There is a danger in the original experience looking so strange that attempts to convey it can just look ‘wrong’, conveying a lack of truth to the viewer. Any artist who has tried to paint a rainbow will understand this, how many examples are there of great rainbow paintings in the history of Art? Yet Art History does offer up other superb inspiration for conveying the contrast between devastation and beauty. While we were out there I was reminded of the brilliant War Art of Paul Nash. It deepened my appreciation of his paintings as well as offering another imaginative route into this phase of work, along with Moran’s sketches.
Following a familiar pattern my earliest studies got bogged down in description that was a little too obvious. This was weird because in real life these subjects already look like an abstract painting, the rock appears to be melting or poured in surreal colour.

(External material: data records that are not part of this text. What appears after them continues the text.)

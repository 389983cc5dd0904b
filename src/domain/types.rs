//! Shared types for the mobility pipeline

use chrono::{Datelike, Duration, NaiveDate, NaiveDateTime, Timelike, Weekday};

/// Newtype wrapper for participant ids to provide type safety
#[derive(Debug, Clone, PartialEq, Eq, Hash, PartialOrd, Ord)]
pub struct ParticipantId(pub String);

impl std::fmt::Display for ParticipantId {
    fn fmt(&self, f: &mut std::fmt::Formatter<'_>) -> std::fmt::Result {
        write!(f, "{}", self.0)
    }
}

/// Newtype wrapper for journey ids assigned by the chainer
#[derive(Debug, Clone, Copy, PartialEq, Eq, Hash, PartialOrd, Ord)]
#[repr(transparent)]
pub struct JourneyId(pub u64);

impl std::fmt::Display for JourneyId {
    fn fmt(&self, f: &mut std::fmt::Formatter<'_>) -> std::fmt::Result {
        write!(f, "{}", self.0)
    }
}

/// Transport mode vocabulary of the movement dataset
///
/// Raw wire names ("WALKING", "ON_BICYCLE", ...) round-trip through
/// `from_raw`/`as_str`. Modes outside the vocabulary are carried as
/// `Other` so the speed filter can treat them as unrestricted.
#[derive(Debug, Clone, PartialEq, Eq, Hash)]
pub enum TransportMode {
    Walking,
    Bicycle,
    ElectricBike,
    Scooter,
    ElectricScooter,
    Car,
    ElectricCar,
    HybridCar,
    Bus,
    ElectricBus,
    Coach,
    Train,
    Tram,
    Boat,
    BoatNoEngine,
    Plane,
    Other(String),
}

impl TransportMode {
    pub fn from_raw(s: &str) -> Self {
        match s {
            "WALKING" => TransportMode::Walking,
            "ON_BICYCLE" => TransportMode::Bicycle,
            "ELECTRIC_BIKE" => TransportMode::ElectricBike,
            "SCOOTER" => TransportMode::Scooter,
            "ELECTRIC_SCOOTER" => TransportMode::ElectricScooter,
            "CAR" => TransportMode::Car,
            "ELECTRIC_CAR" => TransportMode::ElectricCar,
            "HYBRID_CAR" => TransportMode::HybridCar,
            "BUS" => TransportMode::Bus,
            "ELECTRIC_BUS" => TransportMode::ElectricBus,
            "COACH" => TransportMode::Coach,
            "TRAIN" => TransportMode::Train,
            "TRAM" => TransportMode::Tram,
            "BOAT" => TransportMode::Boat,
            "BOAT_NO_ENGINE" => TransportMode::BoatNoEngine,
            "PLANE" => TransportMode::Plane,
            other => TransportMode::Other(other.to_string()),
        }
    }

    /// Raw dataset name, also the key into the configured speed-range table
    pub fn as_str(&self) -> &str {
        match self {
            TransportMode::Walking => "WALKING",
            TransportMode::Bicycle => "ON_BICYCLE",
            TransportMode::ElectricBike => "ELECTRIC_BIKE",
            TransportMode::Scooter => "SCOOTER",
            TransportMode::ElectricScooter => "ELECTRIC_SCOOTER",
            TransportMode::Car => "CAR",
            TransportMode::ElectricCar => "ELECTRIC_CAR",
            TransportMode::HybridCar => "HYBRID_CAR",
            TransportMode::Bus => "BUS",
            TransportMode::ElectricBus => "ELECTRIC_BUS",
            TransportMode::Coach => "COACH",
            TransportMode::Train => "TRAIN",
            TransportMode::Tram => "TRAM",
            TransportMode::Boat => "BOAT",
            TransportMode::BoatNoEngine => "BOAT_NO_ENGINE",
            TransportMode::Plane => "PLANE",
            TransportMode::Other(s) => s,
        }
    }

    /// Canonical grouped name used by the aggregations
    ///
    /// Electric/hybrid variants fold into their base mode, COACH counts
    /// as Bus, engineless boats as Boat.
    pub fn display_name(&self) -> &str {
        match self {
            TransportMode::Walking => "Walking",
            TransportMode::Bicycle | TransportMode::ElectricBike => "Bicycle",
            TransportMode::Scooter | TransportMode::ElectricScooter => "Scooter",
            TransportMode::Car | TransportMode::ElectricCar | TransportMode::HybridCar => "Car",
            TransportMode::Bus | TransportMode::ElectricBus | TransportMode::Coach => "Bus",
            TransportMode::Train => "Train",
            TransportMode::Tram => "Tram",
            TransportMode::Boat | TransportMode::BoatNoEngine => "Boat",
            TransportMode::Plane => "Plane",
            TransportMode::Other(s) => s,
        }
    }
}

impl std::str::FromStr for TransportMode {
    type Err = std::convert::Infallible;

    fn from_str(s: &str) -> Result<Self, Self::Err> {
        Ok(TransportMode::from_raw(s))
    }
}

/// One recorded trip segment between two resolved places
#[derive(Debug, Clone, PartialEq)]
pub struct Leg {
    pub participant: ParticipantId,
    pub start_place: String,
    pub end_place: String,
    pub start_time: NaiveDateTime,
    pub end_time: NaiveDateTime,
    pub distance_km: f64,
    pub mode: TransportMode,
    /// Assigned by the journey chainer; None until chained
    pub journey_id: Option<JourneyId>,
}

impl Leg {
    /// Signed duration; non-positive durations mark invalid legs
    #[inline]
    pub fn duration(&self) -> Duration {
        self.end_time - self.start_time
    }

    #[inline]
    pub fn start_date(&self) -> NaiveDate {
        self.start_time.date()
    }

    /// Full English weekday name of the start timestamp
    pub fn day_of_week(&self) -> &'static str {
        weekday_name(self.start_time.weekday())
    }

    /// A leg that starts and ends at the same place
    #[inline]
    pub fn is_self_loop(&self) -> bool {
        self.start_place == self.end_place
    }

    /// Speed in km/h, or None when the duration is not positive
    pub fn speed_kmh(&self) -> Option<f64> {
        let secs = self.duration().num_seconds();
        if secs <= 0 {
            return None;
        }
        Some(self.distance_km / (secs as f64 / 3600.0))
    }
}

/// A derived stay: the participant occupied `place` during `[from, to)`
#[derive(Debug, Clone, PartialEq)]
pub struct PresenceInterval {
    pub participant: ParticipantId,
    pub date: NaiveDate,
    pub place: String,
    pub from: NaiveDateTime,
    pub to: NaiveDateTime,
}

impl PresenceInterval {
    pub fn new(
        participant: ParticipantId,
        place: String,
        from: NaiveDateTime,
        to: NaiveDateTime,
    ) -> Self {
        Self { participant, date: from.date(), place, from, to }
    }
}

pub fn weekday_name(weekday: Weekday) -> &'static str {
    match weekday {
        Weekday::Mon => "Monday",
        Weekday::Tue => "Tuesday",
        Weekday::Wed => "Wednesday",
        Weekday::Thu => "Thursday",
        Weekday::Fri => "Friday",
        Weekday::Sat => "Saturday",
        Weekday::Sun => "Sunday",
    }
}

/// Midnight opening the given date
#[inline]
pub fn day_start(date: NaiveDate) -> NaiveDateTime {
    date.and_hms_opt(0, 0, 0).unwrap_or_default()
}

/// Exclusive end of the given date: midnight of the next day
#[inline]
pub fn day_end(date: NaiveDate) -> NaiveDateTime {
    day_start(date) + Duration::days(1)
}

/// Truncate a timestamp down to the full hour
pub fn hour_floor(ts: NaiveDateTime) -> NaiveDateTime {
    let into_hour = i64::from(ts.minute()) * 60 + i64::from(ts.second());
    ts - Duration::seconds(into_hour) - Duration::nanoseconds(i64::from(ts.nanosecond()))
}

#[cfg(test)]
mod tests {
    use super::*;
    use chrono::NaiveDate;

    fn ts(y: i32, m: u32, d: u32, h: u32, min: u32) -> NaiveDateTime {
        NaiveDate::from_ymd_opt(y, m, d).unwrap().and_hms_opt(h, min, 0).unwrap()
    }

    fn leg(start: NaiveDateTime, end: NaiveDateTime, km: f64) -> Leg {
        Leg {
            participant: ParticipantId("p1".to_string()),
            start_place: "Lausanne, CH".to_string(),
            end_place: "Geneva, CH".to_string(),
            start_time: start,
            end_time: end,
            distance_km: km,
            mode: TransportMode::Train,
            journey_id: None,
        }
    }

    #[test]
    fn test_mode_round_trip() {
        assert_eq!(TransportMode::from_raw("WALKING"), TransportMode::Walking);
        assert_eq!(TransportMode::from_raw("ON_BICYCLE").as_str(), "ON_BICYCLE");
        assert!(matches!(
            "HOVERBOARD".parse::<TransportMode>().unwrap(),
            TransportMode::Other(_)
        ));
        assert_eq!(TransportMode::from_raw("HOVERBOARD").as_str(), "HOVERBOARD");
    }

    #[test]
    fn test_display_name_grouping() {
        assert_eq!(TransportMode::from_raw("ELECTRIC_BIKE").display_name(), "Bicycle");
        assert_eq!(TransportMode::from_raw("COACH").display_name(), "Bus");
        assert_eq!(TransportMode::from_raw("BOAT_NO_ENGINE").display_name(), "Boat");
        assert_eq!(TransportMode::from_raw("HYBRID_CAR").display_name(), "Car");
        assert_eq!(TransportMode::from_raw("WALKING").display_name(), "Walking");
    }

    #[test]
    fn test_speed_kmh() {
        let l = leg(ts(2024, 8, 28, 10, 0), ts(2024, 8, 28, 10, 30), 30.0);
        assert_eq!(l.speed_kmh(), Some(60.0));
    }

    #[test]
    fn test_speed_kmh_invalid_duration() {
        let l = leg(ts(2024, 8, 28, 10, 0), ts(2024, 8, 28, 10, 0), 30.0);
        assert_eq!(l.speed_kmh(), None);

        let l = leg(ts(2024, 8, 28, 10, 0), ts(2024, 8, 28, 9, 0), 30.0);
        assert_eq!(l.speed_kmh(), None);
    }

    #[test]
    fn test_self_loop() {
        let mut l = leg(ts(2024, 8, 28, 10, 0), ts(2024, 8, 28, 10, 30), 1.0);
        assert!(!l.is_self_loop());
        l.end_place = l.start_place.clone();
        assert!(l.is_self_loop());
    }

    #[test]
    fn test_day_of_week() {
        // 2024-08-26 was a Monday
        let l = leg(ts(2024, 8, 26, 10, 0), ts(2024, 8, 26, 10, 30), 1.0);
        assert_eq!(l.day_of_week(), "Monday");
    }

    #[test]
    fn test_hour_floor() {
        assert_eq!(hour_floor(ts(2024, 8, 28, 10, 42)), ts(2024, 8, 28, 10, 0));
        assert_eq!(hour_floor(ts(2024, 8, 28, 10, 0)), ts(2024, 8, 28, 10, 0));
    }

    #[test]
    fn test_day_bounds() {
        let date = NaiveDate::from_ymd_opt(2024, 8, 28).unwrap();
        assert_eq!(day_start(date), ts(2024, 8, 28, 0, 0));
        assert_eq!(day_end(date), ts(2024, 8, 29, 0, 0));
    }

    #[test]
    fn test_presence_interval_date_follows_from() {
        let iv = PresenceInterval::new(
            ParticipantId("p1".to_string()),
            "Lausanne, CH".to_string(),
            ts(2024, 8, 28, 22, 0),
            ts(2024, 8, 29, 0, 0),
        );
        assert_eq!(iv.date, NaiveDate::from_ymd_opt(2024, 8, 28).unwrap());
    }
}
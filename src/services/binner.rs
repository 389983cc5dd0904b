//! Slot binning - aggregates presence intervals into the time-of-day grid
//!
//! Every presence interval is tested against each slot's window on the
//! interval's date; the overlap test is boolean, with no weighting by
//! overlap length. A participant present at the same place in the same slot
//! on the same date counts once no matter how many intervals said so.
//! Places are ranked by total count and only the top N survive; the output
//! grid is dense (slot-major, zero-filled) over the retained places.

use crate::domain::slots::SlotPartition;
use crate::domain::types::PresenceInterval;
use crate::infra::Config;
use anyhow::Result;
use chrono::NaiveDate;
use rustc_hash::{FxHashMap, FxHashSet};
use smallvec::SmallVec;
use tracing::debug;

/// One cell of the slot grid
#[derive(Debug, Clone, PartialEq, Eq)]
pub struct SlotCount {
    pub slot: String,
    pub place: String,
    pub count: u64,
}

/// Dense (slot x place) grid plus the ranked place list
#[derive(Debug, Clone, Default)]
pub struct SlotGrid {
    /// Slot-major rows: every retained place for slot 0, then slot 1, ...
    pub rows: Vec<SlotCount>,
    /// Retained places, highest total first
    pub places: Vec<String>,
}

/// Discretizes presence intervals into the configured slot partition
pub struct SlotBinner {
    partition: SlotPartition,
    top_places: usize,
}

impl SlotBinner {
    pub fn new(config: &Config) -> Result<Self> {
        let partition = SlotPartition::from_boundaries(config.slot_boundaries())?;
        Ok(Self { partition, top_places: config.top_places() })
    }

    pub fn partition(&self) -> &SlotPartition {
        &self.partition
    }

    /// Count distinct (participant, date) presences per (slot, place) and
    /// materialize the dense top-N grid
    pub fn bin(&self, intervals: &[PresenceInterval]) -> SlotGrid {
        type PresenceKey<'a> = (&'a str, NaiveDate, &'a str, usize);

        // Distinct presence tuples; overlapping intervals collapse here
        let mut seen: FxHashSet<PresenceKey> = FxHashSet::default();
        for interval in intervals {
            let date = interval.from.date();
            let hits: SmallVec<[usize; 4]> = self
                .partition
                .slots()
                .iter()
                .enumerate()
                .filter(|(_, slot)| slot.overlaps(date, interval.from, interval.to))
                .map(|(idx, _)| idx)
                .collect();
            for idx in hits {
                seen.insert((interval.participant.0.as_str(), date, interval.place.as_str(), idx));
            }
        }

        // Aggregate distinct tuples into (slot, place) counts
        let mut counts: FxHashMap<(usize, &str), u64> = FxHashMap::default();
        let mut totals: FxHashMap<&str, u64> = FxHashMap::default();
        for &(_, _, place, slot_idx) in &seen {
            *counts.entry((slot_idx, place)).or_insert(0) += 1;
            *totals.entry(place).or_insert(0) += 1;
        }

        // Rank places by total, ties by name for deterministic output
        let mut ranked: Vec<(&str, u64)> = totals.into_iter().collect();
        ranked.sort_by(|a, b| b.1.cmp(&a.1).then(a.0.cmp(b.0)));
        ranked.truncate(self.top_places);
        let places: Vec<String> = ranked.iter().map(|(place, _)| place.to_string()).collect();

        // Dense slot-major grid, zero-filled
        let mut rows = Vec::with_capacity(self.partition.len() * places.len());
        for (slot_idx, slot) in self.partition.slots().iter().enumerate() {
            for place in &places {
                let count = counts.get(&(slot_idx, place.as_str())).copied().unwrap_or(0);
                rows.push(SlotCount { slot: slot.label.clone(), place: place.clone(), count });
            }
        }

        debug!(
            intervals = %intervals.len(),
            presences = %seen.len(),
            places = %places.len(),
            rows = %rows.len(),
            "slots_binned"
        );

        SlotGrid { rows, places }
    }
}
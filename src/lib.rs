//! Mobility pipeline library
//!
//! Exposes modules for integration testing and binary reuse.

pub mod domain;
pub mod infra;
pub mod io;
pub mod services;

I eventually decided to release myself from preconceived notions and concentrate on experimenting with paint, focusing on the natural properties in the media, using turps or water to vary how it would mix, run and drip by turning the paper in different directions, initially not thinking about the subject.
I produced countless sketches using oil, watercolour and ink together, it’s hugely enjoyable just to watch materials like this move, combine and repel each other. Most of the results are very abstract but there always seems to be a point where pure abstraction yields to memory, imagination, emotion and an urge to associate marks to the intended subject. When I return to look at them, after a few days, there are a small selection which have such a delicate balance of energy and atmosphere I decided to leave them and they are now in the exhibition.
I think it was really useful for me to separate each stage of the trip into different periods of work in the studio but I believe it was during this phase that I had a growing sense that all the elements were starting to coalesce into a wholistic understanding and confidence approaching the final challenges.